First of all, do you think it's even a good idea? Will it make my computer faster, since it's a faster RPM than the one in my eMac?

Do I need to put OS X on the external drive before I boot to it? Do I need to do anything else before I boot to it?

Hopefully someone can answer my questions. Thanks in advance!
 
Generally slower on external drive.
Wont make system faster but some things may be faster to load off external.
Need to install OX on the drive first
then select it as startup volume in system prefs
and restart.

I dont recommend putting the OS on the external
but I would put the lesser used apps on it and as backup, as iTunes storage it is really great.
 
johnbro23 said:
I'm expecting a LaCie D2 160GB external drive to show up next week, and I was wondering if it's a good idea to make it my main drive.

First of all, do you think it's even a good idea? Will it make my computer faster, since it's a faster RPM than the one in my eMac?

Do I need to put OS X on the external drive before I boot to it? Do I need to do anything else before I boot to it?

Hopefully someone can answer my questions. Thanks in advance!
1. Maybe, maybe not. The RPM of the external may be faster, but you might find the connection to the computer to become the limiting factor.
2. You can't boot from a drive that doesn't have an operating system (like Mac OS X) installed on it. Therefore, if you want to boot your Mac from that external drive, you must install Mac OS X on it.
3. The only thing you'll need to do is tell your Mac to boot from that drive using the Startup Disk pane of System Preferences in Mac OS X. No other preparations are needed (besides making sure the drive is properly formatted for Macintosh use before installing - otherwise Mac OS X will refuse to install).
 
You should be able to boot from the drive with no problems. But you will have to first install a copy of Panther or Tiger or whatever version you'll be using on the drive. Then just set your startup disk (in system preferences) to the external drive.
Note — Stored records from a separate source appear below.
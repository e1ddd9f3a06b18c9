//! LINE messaging channel adapter.
//!
//! Verifies webhook signatures and sends replies through the LINE reply
//! API.
//!
//! ## API Documentation
//! - https://developers.line.biz/en/reference/messaging-api/#signature-validation
//! - https://developers.line.biz/en/reference/messaging-api/#send-reply-message

use async_trait::async_trait;
use base64::Engine;
use hmac::{Hmac, Mac};
use sha2::Sha256;
use std::borrow::Cow;
use std::time::Duration;

type HmacSha256 = Hmac<Sha256>;

const LINE_API_BASE: &str = "https://api.line.me";

/// LINE rejects text messages longer than 5000 characters.
const MAX_REPLY_CHARS: usize = 5000;

/// Channel error type.
#[derive(Debug, thiserror::Error)]
pub enum ChannelError {
    #[error("Message send failed: {0}")]
    SendFailed(String),

    #[error("Invalid message: {0}")]
    InvalidMessage(String),
}

/// Verify the `X-Line-Signature` header against the raw request body.
///
/// LINE signs the body with HMAC-SHA256 keyed by the channel secret and
/// base64-encodes the digest. Comparison is constant-time.
pub fn verify_signature(channel_secret: &str, body: &[u8], signature_header: &str) -> bool {
    let Ok(expected) = base64::engine::general_purpose::STANDARD.decode(signature_header) else {
        return false;
    };

    let Ok(mut mac) = HmacSha256::new_from_slice(channel_secret.as_bytes()) else {
        return false;
    };
    mac.update(body);

    mac.verify_slice(&expected).is_ok()
}

/// Compute the signature LINE would attach to `body`.
///
/// Used by tests and local tooling to craft valid webhook requests.
pub fn sign_body(channel_secret: &str, body: &[u8]) -> String {
    let mut mac = HmacSha256::new_from_slice(channel_secret.as_bytes())
        .expect("HMAC accepts keys of any length");
    mac.update(body);
    base64::engine::general_purpose::STANDARD.encode(mac.finalize().into_bytes())
}

/// Clip reply text to the platform limit, on a character boundary.
fn clip_reply(text: &str) -> Cow<'_, str> {
    if text.chars().count() <= MAX_REPLY_CHARS {
        Cow::Borrowed(text)
    } else {
        Cow::Owned(text.chars().take(MAX_REPLY_CHARS).collect())
    }
}

/// Outbound reply surface of a messaging platform.
#[async_trait]
pub trait ReplyChannel: Send + Sync {
    /// Send one text reply for the given reply token.
    async fn reply(&self, reply_token: &str, text: &str) -> Result<(), ChannelError>;
}

/// LINE messaging channel using the reply API.
pub struct LineChannel {
    access_token: String,
    api_base: String,
    client: reqwest::Client,
}

impl LineChannel {
    /// Create a new LINE channel.
    pub fn new(access_token: String) -> Self {
        Self::with_api_base(access_token, LINE_API_BASE.to_string())
    }

    /// Create a channel against a non-default API base (for tests).
    pub fn with_api_base(access_token: String, api_base: String) -> Self {
        Self {
            access_token,
            api_base: api_base.trim_end_matches('/').to_string(),
            client: reqwest::Client::builder()
                .connect_timeout(Duration::from_secs(10))
                .build()
                .unwrap_or_else(|_| reqwest::Client::new()),
        }
    }
}

#[async_trait]
impl ReplyChannel for LineChannel {
    async fn reply(&self, reply_token: &str, text: &str) -> Result<(), ChannelError> {
        if reply_token.is_empty() {
            return Err(ChannelError::InvalidMessage("empty reply token".into()));
        }

        let body = serde_json::json!({
            "replyToken": reply_token,
            "messages": [{ "type": "text", "text": clip_reply(text) }]
        });

        let resp = self
            .client
            .post(format!("{}/v2/bot/message/reply", self.api_base))
            .bearer_auth(&self.access_token)
            .json(&body)
            .send()
            .await
            .map_err(|e| ChannelError::SendFailed(format!("LINE reply error: {e}")))?;

        if !resp.status().is_success() {
            let status = resp.status();
            let detail = resp.text().await.unwrap_or_default();
            return Err(ChannelError::SendFailed(format!(
                "LINE reply failed with {status}: {detail}"
            )));
        }

        Ok(())
    }
}
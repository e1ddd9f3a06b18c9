//! Inbound message handling.
//!
//! Bridges a parsed LINE text message to the notebook client and sends
//! exactly one reply per event. Failures never escape: every failure mode
//! turns into an apology reply so the user's message is never dropped
//! silently.

use crate::line::ReplyChannel;
use crate::message::TextMessageEvent;
use crate::notebook::NotebookClient;
use serde_json::Value;
use std::sync::Arc;

/// Handler wiring the notebook client to a reply channel.
pub struct MessageHandler {
    notebook: Arc<NotebookClient>,
    channel: Arc<dyn ReplyChannel>,
}

impl MessageHandler {
    pub fn new(notebook: Arc<NotebookClient>, channel: Arc<dyn ReplyChannel>) -> Self {
        Self { notebook, channel }
    }

    /// Handle one inbound text message.
    ///
    /// Sends exactly one reply: the most recent assistant message on
    /// success, the apology template on any failure. Reply delivery
    /// failures are logged, not retried.
    pub async fn handle_text_message(&self, event: TextMessageEvent) {
        tracing::info!(
            user_id = %event.user_id,
            timestamp = event.timestamp,
            chars = event.text.chars().count(),
            "Received text message"
        );

        let reply_text = match self.notebook.chat(&event.user_id, None, &event.text).await {
            Ok(result) => {
                if let Some(error) = result.get("error").and_then(Value::as_str) {
                    tracing::error!(user_id = %event.user_id, error = %error, "Backend reported an error");
                    apology(error)
                } else if let Some(text) = latest_ai_message(&result) {
                    text
                } else {
                    tracing::warn!(user_id = %event.user_id, "Backend returned no assistant message");
                    apology("no assistant reply in the backend response")
                }
            }
            Err(e) => {
                tracing::error!(user_id = %event.user_id, error = %e, "Chat turn failed");
                apology(&e.to_string())
            }
        };

        if let Err(e) = self.channel.reply(&event.reply_token, &reply_text).await {
            tracing::error!(user_id = %event.user_id, error = %e, "Failed to send reply");
        }
    }
}

/// Most recent `ai`-tagged message content, scanning newest to oldest.
fn latest_ai_message(result: &Value) -> Option<String> {
    result
        .get("messages")?
        .as_array()?
        .iter()
        .rev()
        .find(|m| m.get("type").and_then(Value::as_str) == Some("ai"))
        .and_then(|m| m.get("content").and_then(Value::as_str))
        .map(str::to_string)
}

/// User-facing failure reply embedding the error text.
fn apology(detail: &str) -> String {
    format!("Sorry, something went wrong while handling your message: {detail}")
}
//! Shared configuration and logging for the LINE notebook relay.

#![warn(clippy::all)]
#![allow(clippy::pedantic)]

pub mod config;
pub mod logging;

pub use config::Config;
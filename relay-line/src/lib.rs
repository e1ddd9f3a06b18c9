//! LINE → Notebook relay service.
//!
//! Receives LINE webhook events, forwards text messages to the Notebook
//! API conversational backend, and replies to the originating conversation
//! with the assistant's answer.
//!
//! ```text
//! LINE user → webhook → relay-line → Notebook API
//!      ↑                                  ↓
//!      └───── reply API ←──── assistant message
//! ```

#![warn(clippy::all)]
#![allow(clippy::pedantic)]

pub mod handler;
pub mod line;
pub mod message;
pub mod notebook;
pub mod routes;
pub mod session;

// Re-export commonly used types
pub use handler::MessageHandler;
pub use line::{sign_body, verify_signature, ChannelError, LineChannel, ReplyChannel};
pub use message::{TextMessageEvent, WebhookEvent, WebhookPayload};
pub use notebook::{NotebookClient, NotebookError};
pub use routes::{build_router, AppState};
pub use session::SessionCache;

use relay_common::config::Config;
use std::net::SocketAddr;
use std::sync::Arc;
use tower_http::cors::{Any, CorsLayer};

/// Build the relay router with CORS middleware from a loaded configuration.
pub fn build_relay_router(config: &Config) -> axum::Router {
    let cors = CorsLayer::new()
        .allow_origin(Any)
        .allow_methods(Any)
        .allow_headers(Any);

    let notebook = Arc::new(NotebookClient::new(&config.notebook));
    let channel = Arc::new(LineChannel::new(config.line.channel_access_token.clone()));
    let handler = Arc::new(MessageHandler::new(notebook.clone(), channel));

    let state = Arc::new(AppState {
        channel_secret: config.line.channel_secret.clone(),
        notebook,
        handler,
    });

    build_router(state).layer(cors)
}

/// Start the relay HTTP server.
pub async fn start_server(config: &Config) -> anyhow::Result<()> {
    let addr = SocketAddr::from((
        config.server.bind.parse::<std::net::IpAddr>()?,
        config.server.port,
    ));

    let router = build_relay_router(config);

    tracing::info!("Starting LINE notebook relay on {}", addr);

    let listener = tokio::net::TcpListener::bind(addr).await?;
    axum::serve(listener, router).await?;

    Ok(())
}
As far as performance goes .... I don't think that there will be much difference, but I've never really tested.
 
Well that answers my question. If the performance won't increase, then I won't even bother with booting from the external.

Just one more question, will the external be "plug and play"... like I don't need to put any software on it or anything before I start moving files to it?
 
johnbro23 said:
Well that answers my question. If the performance won't increase, then I won't even bother with booting from the external.

Just one more question, will the external be "plug and play"... like I don't need to put any software on it or anything before I start moving files to it?
Yes - you don't need to install anything before you'll be able to use the drive for file storage.